8) Comment pouvez-vous être utile à la société, de part votre secteur et activité, pour faire face ?

Benjamin Cymerman : en rendant les métiers plus accessibles et en étant utile à notre pays en étant solidaires mais aussi en faisant en sorte de gagner de nouveaux points de contacts et de nouvelles clientèles. On l'a vu avec Kering et LVMH qui fournissent des gels hydroalcooliques et des masques de protection pour venir en aide à la population. Ainsi, l'utilité des marques à la société passe par une démonstration de nouvelles façons de faire.

9) Quels enseignements faut-il tirer de cette crise pour l'avenir du Luxe ?

Benjamin Cymerman : celui de revenir à des circuits courts dans le luxe. En travaillant sur la fabrication locale, par exemple ou en donnant plus d'attention à une clientèle européenne, notamment lorsqu'on sait que 30% de notre clientèle est chinoise.
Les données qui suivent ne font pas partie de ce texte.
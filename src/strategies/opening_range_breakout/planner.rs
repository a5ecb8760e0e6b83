use crate::core::error::OrbError;
use crate::core::types::{BracketOrderRequest, OrderClass, OrderSide, Price, TimeInForce};

use super::breakout::BreakoutEvent;
use super::range::OpeningRange;

/// 四舍五入前加上的偏移，抵消 .xx5 附近的二进制浮点误差
const ROUNDING_EPSILON: f64 = 1e-9;

/// 保留两位小数，返回“分”
pub fn round_to_cents(value: f64) -> i64 {
    ((value + ROUNDING_EPSILON) * 100.0).round() as i64
}

/// 括号单计划：限价入场 + 止盈 + 止损
#[derive(Debug, Clone, PartialEq)]
pub struct OrderPlan {
    pub symbol: String,
    pub side: OrderSide,
    pub quantity: u32,
    pub limit_price: Price,
    pub take_profit_price: Price,
    pub stop_loss_price: Price,
    pub time_in_force: TimeInForce,
    pub order_class: OrderClass,
}

impl OrderPlan {
    pub fn to_request(&self, client_order_id: String) -> BracketOrderRequest {
        BracketOrderRequest {
            symbol: self.symbol.clone(),
            side: self.side,
            quantity: self.quantity,
            limit_price: self.limit_price,
            take_profit_price: self.take_profit_price,
            stop_loss_price: self.stop_loss_price,
            time_in_force: self.time_in_force,
            order_class: self.order_class,
            client_order_id,
        }
    }
}

#[derive(Debug, Clone)]
pub struct OrderPlanBuilder {
    quantity: u32,
}

impl OrderPlanBuilder {
    pub fn new(quantity: u32) -> Self {
        Self { quantity }
    }

    /// limit = round2(close)，tp = round2(limit + R)，sl = max(round2(limit - R), 0.01)，
    /// 取整后必须满足 sl < limit < tp
    pub fn build(
        &self,
        symbol: &str,
        breakout: &BreakoutEvent,
        range: &OpeningRange,
    ) -> Result<OrderPlan, OrbError> {
        if !breakout.close.is_finite() || !range.range.is_finite() || range.range <= 0.0 {
            return Err(OrbError::Plan(format!(
                "输入无效: close={} range={}",
                breakout.close, range.range
            )));
        }

        let limit = Price::from_cents(round_to_cents(breakout.close));
        let take_profit = Price::from_cents(round_to_cents(limit.as_f64() + range.range));
        let stop_loss = Price::from_cents(round_to_cents(limit.as_f64() - range.range)).max(Price::TICK);

        if !(stop_loss < limit && limit < take_profit) {
            return Err(OrbError::Plan(format!(
                "取整后价格顺序失效: sl={} limit={} tp={}",
                stop_loss, limit, take_profit
            )));
        }

        Ok(OrderPlan {
            symbol: symbol.to_string(),
            side: OrderSide::Buy,
            quantity: self.quantity,
            limit_price: limit,
            take_profit_price: take_profit,
            stop_loss_price: stop_loss,
            time_in_force: TimeInForce::Day,
            order_class: OrderClass::Bracket,
        })
    }
}

#[cfg(test)]
mod tests {
    use super::*;
    use chrono::TimeZone;
    use chrono_tz::America::New_York;

    fn breakout(close: f64) -> BreakoutEvent {
        BreakoutEvent {
            timestamp: New_York.with_ymd_and_hms(2024, 1, 2, 9, 47, 0).unwrap(),
            close,
            high: close + 0.02,
        }
    }

    fn range(range: f64) -> OpeningRange {
        OpeningRange {
            low: 10.0,
            high: 10.0 + range,
            range,
        }
    }

    #[test]
    fn test_round_to_cents_epsilon() {
        assert_eq!(round_to_cents(19.995), 2000);
        assert_eq!(round_to_cents(19.994), 1999);
        assert_eq!(round_to_cents(10.6), 1060);
        assert_eq!(round_to_cents(0.0), 0);
    }

    #[test]
    fn test_plan_from_breakout() {
        let plan = OrderPlanBuilder::new(100)
            .build("ABCD", &breakout(10.60), &range(0.50))
            .unwrap();
        assert_eq!(plan.limit_price, Price::from_cents(1060));
        assert_eq!(plan.take_profit_price, Price::from_cents(1110));
        assert_eq!(plan.stop_loss_price, Price::from_cents(1010));
        assert_eq!(plan.quantity, 100);
        assert_eq!(plan.side, OrderSide::Buy);
        assert_eq!(plan.time_in_force, TimeInForce::Day);
        assert_eq!(plan.order_class, OrderClass::Bracket);
    }

    #[test]
    fn test_stop_loss_floored_at_one_cent() {
        let plan = OrderPlanBuilder::new(100)
            .build("PENNY", &breakout(1.00), &range(1.00))
            .unwrap();
        assert_eq!(plan.stop_loss_price, Price::TICK);
        assert_eq!(plan.take_profit_price, Price::from_cents(200));

        let plan = OrderPlanBuilder::new(100)
            .build("PENNY", &breakout(1.00), &range(3.00))
            .unwrap();
        assert_eq!(plan.stop_loss_price, Price::TICK);
    }

    #[test]
    fn test_collapsed_ordering_rejected() {
        // 区间小于半分，取整后止盈止损与入场重合
        let result = OrderPlanBuilder::new(100).build("ABCD", &breakout(10.00), &range(0.004));
        assert!(matches!(result, Err(OrbError::Plan(_))));

        // 入场价取整为 0.01，止损下限与入场重合
        let result = OrderPlanBuilder::new(100).build("ABCD", &breakout(0.01), &range(0.5));
        assert!(matches!(result, Err(OrbError::Plan(_))));
    }

    #[test]
    fn test_request_carries_plan_prices() {
        let plan = OrderPlanBuilder::new(25)
            .build("ABCD", &breakout(10.60), &range(0.50))
            .unwrap();
        let request = plan.to_request("ORB-202401020947-ABCD".to_string());
        assert_eq!(request.quantity, 25);
        assert_eq!(request.limit_price, plan.limit_price);
        assert_eq!(request.client_order_id, "ORB-202401020947-ABCD");
    }
}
Mais cette stratégie n'est pas nouvelle, nous l'étudions depuis plus d'un an déjà. 

10) Qu'en est-il du développement des marques et de vos projets à l'international ? 

Benjamin Cymerman : Chanel réouvre en Chine mais de nombreuses boutiques sont fermées en Europe comme sur le continent américain. Et nous n'avons pas le rattrapage sur le e-commerce, du moins ce n'est pas assez. Nous allons donc tenter de préparer la Fashion Week parisienne de septembre et miser sur les efforts à échelle locale.